Ещё зерно не сведено
и земледельцы спят,
ещё затянуто окно
в обтяжек переклад,
ещё белится пересвет
и вьючится в хлад дом,
но рвётся луч на да и нет,
топорщится углом.

Крошит поверхности на соль,
на до-ре-фа, в желток,
выглаживая бритвой голь,
проверчивая сток,
прослаивая перестук
звенящихся морщин,
подвешивая каждый сук
к орнаменту причин.

И пустотой руководя,
обхаживая и садясь,
на перемятые поля,
в их шоколад и грязь,
в их перемес и в их надкус,
в их насморк и надсад
как якорь опускает груз
сквозь трюмы, в недогляд,
в подкорки нежности, в сугроб —
проваленный как рот,
разъятый, сочный, годный чтоб
втащить весь небосвод.

Поля текут, поля спешат,
навзрыд бочатся, в дрожь
хрусталятся и прячут взгляд,
толкутся ни за грош,
ни за зерно, ни борозду,
за беспредел, за стон,
за поднебесную узду,
упершуюся в сон.



ЗАМЕДЛЯЯСЬ

I
Куда от утра деться,
от немоты ключиц,
от первородства детства,
стекающего с лиц,
от суеты вставаний,
касаний вскользь и щёк,
задушенных в лобзаньях,
поставленных на счёт
уходов и вязаний —
ручных, ножных, любых —
бормотных обещаний
в задых, отдых, поддых.
И прыгает, что заяц,
кадык — слов ученик,
и роща выползает
на щёки и под них.


II
А сонная погода
всё тычется на глаз,
маячится у входа
и наползает в нас.
Здесь тащат жизнь наружу,
за стены, напоказ,
где ты как будто нужен
талдычить в сотый раз.
И не запомнить даже
и не унять уже,
чем был обезображен
твой лик, и в мираже
ты тянешься на ужин,
к щеке, которой нужен…

Предаться и отдаться,
пространства смять и смыть,
и в безотчётность братства
щекой небритой вбыть.
И волнам покоряясь,
волнуясь и волнясь,
взносясь и умиряясь,
утаиваться в связь.


III
Перетераясь, полнясь
и празднуясь навзлёт,
во времени удомнясь,
умирясь в нёбный свод,
усновясь и развыкнув
в светлеющий продол,
уйти и не окликнуть
себя на звук и долг,
на голосящих матриц,
сгорающих в припев
от предвкушений каплищ,
отложенных на сев.
Орфейся и щеканься,
сочись и пенься всласть,
не каинся, не канься —
твоя пирвится власть.
И авелится жито,
и авелится песнь —
эфирятся, не сшиты,
но яснятся что есмь.


IV
Погода за погодой
наколется на глаз,
а ты любим и годен,
бессрочен всякий раз.
Утреется.

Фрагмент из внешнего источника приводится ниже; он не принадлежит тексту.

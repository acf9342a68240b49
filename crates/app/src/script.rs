//! Scripted host used by `simulate`: a recording action table, a resolver
//! over a toy track list, and the line-oriented input script format.

use std::cell::{Cell, RefCell};
use std::collections::{BTreeMap, HashMap};
use std::path::Path;
use std::rc::Rc;
use std::time::{Duration, Instant};

use surface_integrator_core::lexer::{clean_line, tokenize};
use surface_integrator_core::{
    Action, Feedback, FocusedFx, Gesture, Invocation, Navigator, Page, Result, SurfaceError,
    TargetHandle, TargetResolver,
};

const MASTER: u64 = 0;

/// Remembers every value the surfaces set and reports it back as feedback.
#[derive(Debug, Default)]
pub struct ScriptHost {
    selected: Cell<Option<u64>>,
    focused: RefCell<Option<FocusedFx>>,
    chains: RefCell<BTreeMap<u64, Vec<String>>>,
    values: RefCell<HashMap<String, f64>>,
}

impl ScriptHost {
    fn key(invocation: &Invocation<'_>) -> String {
        format!(
            "{}:{:?}:{:?}",
            invocation.action,
            invocation.target.map(|target| target.0),
            invocation.param_index
        )
    }

    fn label(target: Option<TargetHandle>) -> String {
        match target {
            Some(TargetHandle(MASTER)) => "Master".to_string(),
            Some(TargetHandle(track)) => format!("Track {track}"),
            None => String::new(),
        }
    }
}

impl TargetResolver for ScriptHost {
    fn resolve(&self, navigator: Navigator) -> Option<TargetHandle> {
        match navigator {
            Navigator::Track { channel } => Some(TargetHandle(u64::from(channel))),
            Navigator::SelectedTrack => self.selected.get().map(TargetHandle),
            Navigator::MasterTrack => Some(TargetHandle(MASTER)),
            Navigator::FocusedFx => self.focused.borrow().as_ref().map(|fx| fx.target),
        }
    }

    fn focused_fx(&self) -> Option<FocusedFx> {
        self.focused.borrow().clone()
    }

    fn fx_names(&self, target: TargetHandle) -> Vec<String> {
        self.chains.borrow().get(&target.0).cloned().unwrap_or_default()
    }
}

/// Fallback action: prints what ran and stores the value.
pub struct ConsoleAction(pub Rc<ScriptHost>);

impl Action for ConsoleAction {
    fn perform(&self, invocation: &Invocation<'_>, value: f64) {
        println!(
            "  {} {} [{}] = {value:.3}",
            invocation.zone,
            invocation.action,
            ScriptHost::label(invocation.target)
        );
        self.0.values.borrow_mut().insert(ScriptHost::key(invocation), value);
    }

    fn touch(&self, invocation: &Invocation<'_>, value: f64) {
        println!("  {} {} touch {value}", invocation.zone, invocation.action);
    }

    fn current_normalized_value(&self, invocation: &Invocation<'_>) -> f64 {
        self.0
            .values
            .borrow()
            .get(&ScriptHost::key(invocation))
            .copied()
            .unwrap_or(0.0)
    }

    fn feedback(&self, invocation: &Invocation<'_>) -> Option<Feedback> {
        match invocation.action {
            "TrackNameDisplay" => Some(Feedback::Text(ScriptHost::label(invocation.target))),
            "FXParamValueDisplay" => {
                let key = format!(
                    "FXParam:{:?}:{:?}",
                    invocation.target.map(|target| target.0),
                    invocation.param_index
                );
                let value = self.0.values.borrow().get(&key).copied().unwrap_or(0.0);
                Some(Feedback::Text(format!("{value:.2}")))
            }
            _ => Some(Feedback::Value(self.current_normalized_value(invocation))),
        }
    }
}

/// Replays `script` against `page`, printing the feedback after each line.
pub fn run(page: &mut Page, host: &ScriptHost, script: &str, source: &Path) -> Result<()> {
    let start = Instant::now();
    let mut elapsed = Duration::ZERO;

    for (index, raw) in script.lines().enumerate() {
        let Some(line) = clean_line(raw) else {
            continue;
        };
        let line_number = index + 1;
        let tokens = tokenize(line);
        let bad = |message: &str| SurfaceError::parse(source, line_number, message);
        println!("> {line}");

        match tokens[0].as_str() {
            "tick" => {
                let millis = match tokens.get(1) {
                    Some(token) => token.parse::<u64>().map_err(|_| bad("tick takes milliseconds"))?,
                    None => 0,
                };
                elapsed += Duration::from_millis(millis);
                page.request_update(host, start + elapsed);
            }
            "select" => {
                let track = tokens
                    .get(1)
                    .and_then(|token| token.parse::<u64>().ok())
                    .ok_or_else(|| bad("select takes a track number"))?;
                host.selected.set(Some(track));
                page.on_track_selection(host, start + elapsed);
            }
            "deselect" => {
                host.selected.set(None);
                page.on_track_deselection(host, start + elapsed);
            }
            "chain" => {
                let track = tokens
                    .get(1)
                    .and_then(|token| token.parse::<u64>().ok())
                    .ok_or_else(|| bad("chain takes a track number and effect names"))?;
                host.chains.borrow_mut().insert(track, tokens[2..].to_vec());
            }
            "focus" => {
                let (Some(track), Some(slot), Some(name)) = (
                    tokens.get(1).and_then(|token| token.parse::<u64>().ok()),
                    tokens.get(2).and_then(|token| token.parse::<usize>().ok()),
                    tokens.get(3),
                ) else {
                    return Err(bad("focus takes a track, a slot and an effect name"));
                };
                *host.focused.borrow_mut() = Some(FocusedFx {
                    target: TargetHandle(track),
                    slot,
                    name: name.clone(),
                });
            }
            "unfocus" => *host.focused.borrow_mut() = None,
            verb => {
                let gesture = gesture(verb, &tokens[1..]).ok_or_else(|| bad("unrecognised input line"))?;
                let target = &tokens[1];
                let (surface, widget) = match target.split_once('/') {
                    Some((surface, widget)) => {
                        let index = page
                            .surface_index(surface)
                            .ok_or_else(|| bad("no such surface on the page"))?;
                        (index, widget)
                    }
                    None => (0, target.as_str()),
                };
                if !page.handle_input(surface, widget, gesture, host, start + elapsed) {
                    println!("  (unclaimed)");
                }
            }
        }

        for (surface, event) in page.drain_feedback() {
            println!("  {surface} <- {event:?}");
        }
    }

    Ok(())
}

fn number(token: Option<&String>) -> Option<f64> {
    token.and_then(|token| token.parse().ok())
}

/// `press W [value]`, `release W`, `turn W delta`, `accel W index delta`,
/// `touch W value`.
fn gesture(verb: &str, args: &[String]) -> Option<Gesture> {
    args.first()?;
    match verb {
        "press" => Some(Gesture::Press(number(args.get(1)).unwrap_or(1.0))),
        "release" => Some(Gesture::Press(0.0)),
        "turn" => Some(Gesture::Relative(number(args.get(1))?)),
        "accel" => Some(Gesture::Accelerated {
            index: args.get(1)?.parse().ok()?,
            delta: number(args.get(2))?,
        }),
        "touch" => Some(Gesture::Touch(number(args.get(1)).unwrap_or(1.0))),
        _ => None,
    }
}

#[cfg(test)]
mod tests {
    use super::*;

    fn args(items: &[&str]) -> Vec<String> {
        items.iter().map(|item| item.to_string()).collect()
    }

    #[test]
    fn script_verbs_map_to_gestures() {
        assert_eq!(gesture("press", &args(&["Play"])), Some(Gesture::Press(1.0)));
        assert_eq!(gesture("release", &args(&["Play"])), Some(Gesture::Press(0.0)));
        assert_eq!(gesture("turn", &args(&["Rotary1", "-0.1"])), Some(Gesture::Relative(-0.1)));
        assert_eq!(
            gesture("accel", &args(&["Rotary1", "3", "1"])),
            Some(Gesture::Accelerated { index: 3, delta: 1.0 })
        );
        assert_eq!(gesture("turn", &args(&["Rotary1"])), None);
        assert_eq!(gesture("press", &[]), None);
        assert_eq!(gesture("wiggle", &args(&["Play"])), None);
    }

    #[test]
    fn resolver_follows_selection_and_focus() {
        let host = ScriptHost::default();
        assert_eq!(host.resolve(Navigator::SelectedTrack), None);
        host.selected.set(Some(4));
        assert_eq!(host.resolve(Navigator::SelectedTrack), Some(TargetHandle(4)));
        assert_eq!(host.resolve(Navigator::Track { channel: 2 }), Some(TargetHandle(2)));

        host.chains.borrow_mut().insert(4, args(&["ReaEQ", "ReaComp"]));
        assert_eq!(host.fx_name(TargetHandle(4), 1).as_deref(), Some("ReaComp"));
        assert_eq!(host.fx_name(TargetHandle(4), 2), None);
    }
}
//! Core library for the surface integrator.
//!
//! Zone files describe which action each control-surface widget triggers,
//! under which modifier combination, and with which value transform. This
//! crate parses those files into zone trees, runs their activation rules and
//! drives bound actions through the value pipeline. Host behaviour and wire
//! I/O stay outside, behind [`Action`], [`TargetResolver`] and the
//! [`FeedbackEvent`] outbox.

pub mod action;
pub mod config;
pub mod context;
pub mod error;
pub mod lexer;
pub mod modifiers;
pub mod page;
pub mod registry;
pub mod steps;
pub mod template;
pub mod values;
pub mod widget;
pub mod zone;

pub use action::{
    Action, ActionRegistry, EngineAction, Feedback, FocusedFx, Invocation, SurfaceCommand,
    TargetHandle, TargetResolver,
};
pub use config::{AppConfig, EngineConfig, PageConfig, SurfaceConfig, WidgetConfig};
pub use context::{ActionBinding, ActionContext, DispatchEnv, Gesture};
pub use error::{Result, SurfaceError};
pub use modifiers::ModifierManager;
pub use page::{ControlSurface, Page};
pub use registry::ZoneRegistry;
pub use steps::{ParameterSweep, StepSizeCache};
pub use template::{parse_zone_text, ZoneDefinition};
pub use values::{Rgba, ValueTransform};
pub use widget::{FeedbackEvent, FeedbackKind, Surface, WidgetId};
pub use zone::{Navigator, Zone, ZoneArena, ZoneId};
impl Page {
    pub fn new(name: impl Into<String>, engine: &EngineConfig) -> Self {
        Self {
            name: name.into(),
            modifiers: ModifierManager::new(&engine.modifiers),
            surfaces: Vec::new(),
        }
    }

    pub fn from_config(
        config: &PageConfig,
        engine: Rc<EngineConfig>,
        actions: Rc<ActionRegistry>,
    ) -> Self {
        let mut page = Self::new(config.name.clone(), &engine);
        for surface in &config.surfaces {
            page.add_surface(ControlSurface::from_config(surface, engine.clone(), actions.clone()));
        }
        page
    }

    pub fn add_surface(&mut self, surface: ControlSurface) -> usize {
        self.surfaces.push(surface);
        self.surfaces.len() - 1
    }

    pub fn name(&self) -> &str {
        &self.name
    }

    pub fn modifiers(&self) -> &ModifierManager {
        &self.modifiers
    }

    pub fn surfaces(&self) -> &[ControlSurface] {
        &self.surfaces
    }

    pub fn surface(&self, index: usize) -> Option<&ControlSurface> {
        self.surfaces.get(index)
    }

    pub fn surface_mut(&mut self, index: usize) -> Option<&mut ControlSurface> {
        self.surfaces.get_mut(index)
    }

    pub fn surface_index(&self, name: &str) -> Option<usize> {
        self.surfaces.iter().position(|surface| surface.name() == name)
    }

    /// Parses zone text into one surface's registry.
    pub fn add_zone_text(&mut self, surface: usize, text: &str, source: &Path) -> Result<String> {
        let Some(target) = self.surfaces.get_mut(surface) else {
            return Err(SurfaceError::msg(format!("no surface #{surface} on page {}", self.name)));
        };
        target.add_zone_text(text, source, &self.modifiers)
    }

    /// Indexes every surface's zone and step folders. A surface whose folders
    /// cannot be read is logged and left with whatever was indexed.
    pub fn preprocess(&mut self) -> usize {
        let mut total = 0;
        for surface in &mut self.surfaces {
            match surface.zones.preprocess() {
                Ok(count) => total += count,
                Err(err) => {
                    tracing::warn!(page = %self.name, surface = %surface.name(), error = %err, "zone preprocessing failed")
                }
            }
        }
        total
    }

    /// Builds and activates every surface's Home zone and fires the
    /// `OnInitialization` widgets. Returns how many surfaces came up; a
    /// surface without a Home zone is logged and stays uninitialised.
    pub fn initialize(&mut self, resolver: &dyn TargetResolver, now: Instant) -> usize {
        let mut initialized = 0;
        for index in 0..self.surfaces.len() {
            let mut commands = Vec::new();
            let surface = &mut self.surfaces[index];
            let outcome = surface.with_env(&self.modifiers, resolver, now, &mut commands, |zones, env| {
                zones.initialize(env)
            });
            match outcome {
                Ok(()) => {
                    initialized += 1;
                    tracing::info!(page = %self.name, surface = %surface.name(), zones = surface.zones.arena().len(), "surface initialised");
                }
                Err(err) => {
                    tracing::error!(page = %self.name, surface = %surface.name(), error = %err, "surface not initialised");
                    continue;
                }
            }
            self.apply_commands(index, commands, resolver, now);
            self.fire_hardwired(index, "OnInitialization", resolver, now);
        }
        initialized
    }

    /// Routes one input event to a surface's zone tree. Returns whether a
    /// binding claimed it.
    pub fn handle_input(
        &mut self,
        surface: usize,
        widget: &str,
        gesture: Gesture,
        resolver: &dyn TargetResolver,
        now: Instant,
    ) -> bool {
        let Some(target) = self.surfaces.get_mut(surface) else {
            return false;
        };
        tracing::trace!(surface = %target.name(), widget, ?gesture, "input");

        if !target.zones.is_initialized() {
            return false;
        }
        let Some(widget_id) = target.surface.widget_by_name(widget) else {
            tracing::debug!(surface = %target.name(), widget, "input from unknown widget");
            return false;
        };
        if let Gesture::Touch(value) = gesture {
            let channel = target.surface.channel_of(widget_id);
            target.surface.touch_channel(channel, value);
        }

        let mut commands = Vec::new();
        let used = target.with_env(&self.modifiers, resolver, now, &mut commands, |zones, env| {
            zones.dispatch(widget_id, gesture, env)
        });
        self.apply_commands(surface, commands, resolver, now);
        used
    }

    /// Periodic refresh of every initialised surface.
    pub fn request_update(&mut self, resolver: &dyn TargetResolver, now: Instant) {
        for index in 0..self.surfaces.len() {
            let surface = &mut self.surfaces[index];
            if !surface.zones.is_initialized() {
                continue;
            }
            let mut commands = Vec::new();
            surface.with_env(&self.modifiers, resolver, now, &mut commands, |zones, env| {
                zones.request_update(env)
            });
            self.apply_commands(index, commands, resolver, now);
        }
    }

    /// Drops FX slot zones and fires the `OnTrackSelection` widgets.
    pub fn on_track_selection(&mut self, resolver: &dyn TargetResolver, now: Instant) {
        for index in 0..self.surfaces.len() {
            let surface = &mut self.surfaces[index];
            if !surface.zones.is_initialized() {
                continue;
            }
            let mut commands = Vec::new();
            surface.with_env(&self.modifiers, resolver, now, &mut commands, |zones, env| {
                zones.on_track_selection(env)
            });
            self.apply_commands(index, commands, resolver, now);
            self.fire_hardwired(index, "OnTrackSelection", resolver, now);
        }
    }

    pub fn on_track_deselection(&mut self, resolver: &dyn TargetResolver, now: Instant) {
        for index in 0..self.surfaces.len() {
            let surface = &mut self.surfaces[index];
            if !surface.zones.is_initialized() {
                continue;
            }
            let mut commands = Vec::new();
            surface.with_env(&self.modifiers, resolver, now, &mut commands, |zones, env| {
                zones.on_track_deselection(env)
            });
            self.apply_commands(index, commands, resolver, now);
        }
    }

    fn fire_hardwired(&mut self, surface: usize, widget: &str, resolver: &dyn TargetResolver, now: Instant) {
        self.handle_input(surface, widget, Gesture::Press(1.0), resolver, now);
    }

    /// Drains the feedback every surface produced, tagged with its name.
    pub fn drain_feedback(&mut self) -> Vec<(String, FeedbackEvent)> {
        let mut drained = Vec::new();
        for surface in &mut self.surfaces {
            let name = surface.name().to_string();
            drained.extend(
                surface
                    .surface
                    .drain_feedback()
                    .into_iter()
                    .map(|event| (name.clone(), event)),
            );
        }
        drained
    }

    /// Applies commands queued by `origin`, then whatever those commands
    /// queue in turn, until the queue runs dry.
    pub fn apply_commands(
        &mut self,
        origin: usize,
        commands: Vec<SurfaceCommand>,
        resolver: &dyn TargetResolver,
        now: Instant,
    ) {
        let mut queue: VecDeque<Pending> = commands
            .into_iter()
            .map(|command| Pending { surface: origin, command, received: false })
            .collect();

        let mut rounds = 0;
        while !queue.is_empty() {
            rounds += 1;
            if rounds > MAX_COMMAND_ROUNDS {
                tracing::warn!(page = %self.name, pending = queue.len(), "engine commands keep requeueing, dropped");
                return;
            }

            let mut next = VecDeque::new();
            for pending in queue.drain(..) {
                if !pending.received {
                    self.forward(&pending, &mut next);
                }
                let mut produced = Vec::new();
                self.apply(pending.surface, pending.command, resolver, now, &mut produced);
                next.extend(produced.into_iter().map(|command| Pending {
                    surface: pending.surface,
                    command,
                    received: false,
                }));
            }
            queue = next;
        }
    }

    fn forward(&self, pending: &Pending, next: &mut VecDeque<Pending>) {
        let Some(key) = broadcast_key(&pending.command) else {
            return;
        };
        let Some(origin) = self.surfaces.get(pending.surface) else {
            return;
        };
        if !origin.broadcasts(key) {
            return;
        }

        for (index, surface) in self.surfaces.iter().enumerate() {
            if index != pending.surface && surface.receives(key) {
                tracing::debug!(from = %origin.name(), to = %surface.name(), zone = key, "broadcast");
                next.push_back(Pending {
                    surface: index,
                    command: pending.command.clone(),
                    received: true,
                });
            }
        }
    }

    fn apply(
        &mut self,
        index: usize,
        command: SurfaceCommand,
        resolver: &dyn TargetResolver,
        now: Instant,
        produced: &mut Vec<SurfaceCommand>,
    ) {
        match command {
            SurfaceCommand::SetModifier { name, engaged } => {
                self.change_modifiers(index, |manager| manager.set_engaged(&name, engaged));
                return;
            }
            SurfaceCommand::ClearModifiers => {
                self.change_modifiers(index, ModifierManager::clear);
                return;
            }
            _ => {}
        }

        let Some(surface) = self.surfaces.get_mut(index) else {
            return;
        };
        match command {
            SurfaceCommand::ToggleChannel(channel) => surface.surface.toggle_channel(channel),
            SurfaceCommand::SetBroadcast(zones) => surface.broadcast = zones.into_iter().collect(),
            SurfaceCommand::SetReceive(zones) => surface.receive = zones.into_iter().collect(),
            SurfaceCommand::ToggleFocusedFxParamMapping => surface.zones.toggle_focused_fx_param_mapping(),
            command => {
                surface.with_env(&self.modifiers, resolver, now, produced, |zones, env| match command {
                    SurfaceCommand::GoHome => zones.go_home(env),
                    SurfaceCommand::GoAssociatedZone(name) => zones.go_associated_zone(&name, env),
                    SurfaceCommand::GoSubZone { zone, name } => zones.go_sub_zone(zone, &name, env),
                    SurfaceCommand::LeaveSubZone { zone } => zones.leave_sub_zone(zone, env),
                    SurfaceCommand::GoSelectedTrackFx => zones.go_selected_track_fx(env),
                    SurfaceCommand::GoFxSlot { navigator, slot } => zones.go_fx_slot(navigator, slot, env),
                    SurfaceCommand::ToggleFocusedFxMapping => zones.toggle_focused_fx_mapping(env),
                    other => tracing::debug!(?other, "command handled elsewhere"),
                });
            }
        }
    }

    /// Changes the manager `index` resolves against and refreshes every zone
    /// tree that shares it.
    fn change_modifiers(&mut self, index: usize, change: impl FnOnce(&mut ModifierManager) -> bool) {
        let Some(surface) = self.surfaces.get_mut(index) else {
            return;
        };

        if let Some(local) = surface.local_modifiers.as_mut() {
            if change(local) {
                surface.zones.update_current_modifiers(local);
            }
            return;
        }

        if change(&mut self.modifiers) {
            for surface in self.surfaces.iter_mut().filter(|surface| !surface.has_local_modifiers()) {
                surface.zones.update_current_modifiers(&self.modifiers);
            }
        }
    }
}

Дохнётся
и уличится мир,
нацелится на солнце
и напылит эфир,
сотрёт щетины сердца,
оделится, вовремь
спределит ома, герца,
увяжет всё со всем.
Но лунные приливы,
отливы забытья
прильнутся, горделивы,
крикливы, как дитя,
напьянены и встречны,
увязливы, ушлы,
среди громад запечны,
натяжливы, как швы.
Враз ткани расползутся,
швы разомкнутся, боль
предъявится, в минутцы
спадут твердыни: БО!


V
Известняки обтянут
безлюдства колыбель.
Кто призван не обманут,
ословил сам постель.
Оставь телес поклажу,
грузи сосуд — пока!
Слова, слова: улажу,
спаси-бо, облака…
Отдаться — передаться:
часы и календарь,
слова, слова… — стараться
сквозь пустоту и варь.



* * *

Чтоб облегать меня,
Лишь надо быть тобою —
Стекать по мне, воздушиться водою,
И колыхать сквозь слух сосудистой листвою,
И шелест не менять, и шёпот не менять.

Чтоб литься, облегать,
Твой череп намаячить И такт его означить,
Земелиться как датчик, в такт пере-пере-датчик,
И пламенеть, что спать, и каменеть, что спать.

Чтоб облегать, чтоб облегать.



* * *

Возьми моё имя — дай имя горе.
Готов безымянным войти в январе
и жить безымянно. Не странно,
а как бы, поверь, иностранно.

И День — Рафаэль прорисуется в явь,
и ты меня вспомнишь,
всем телом объяв.

Спрессуется всё
в мрамор и известняк,
и ты меня вспомнишь —
и будем мы так,
тесно и твёрдо,
как мрамор.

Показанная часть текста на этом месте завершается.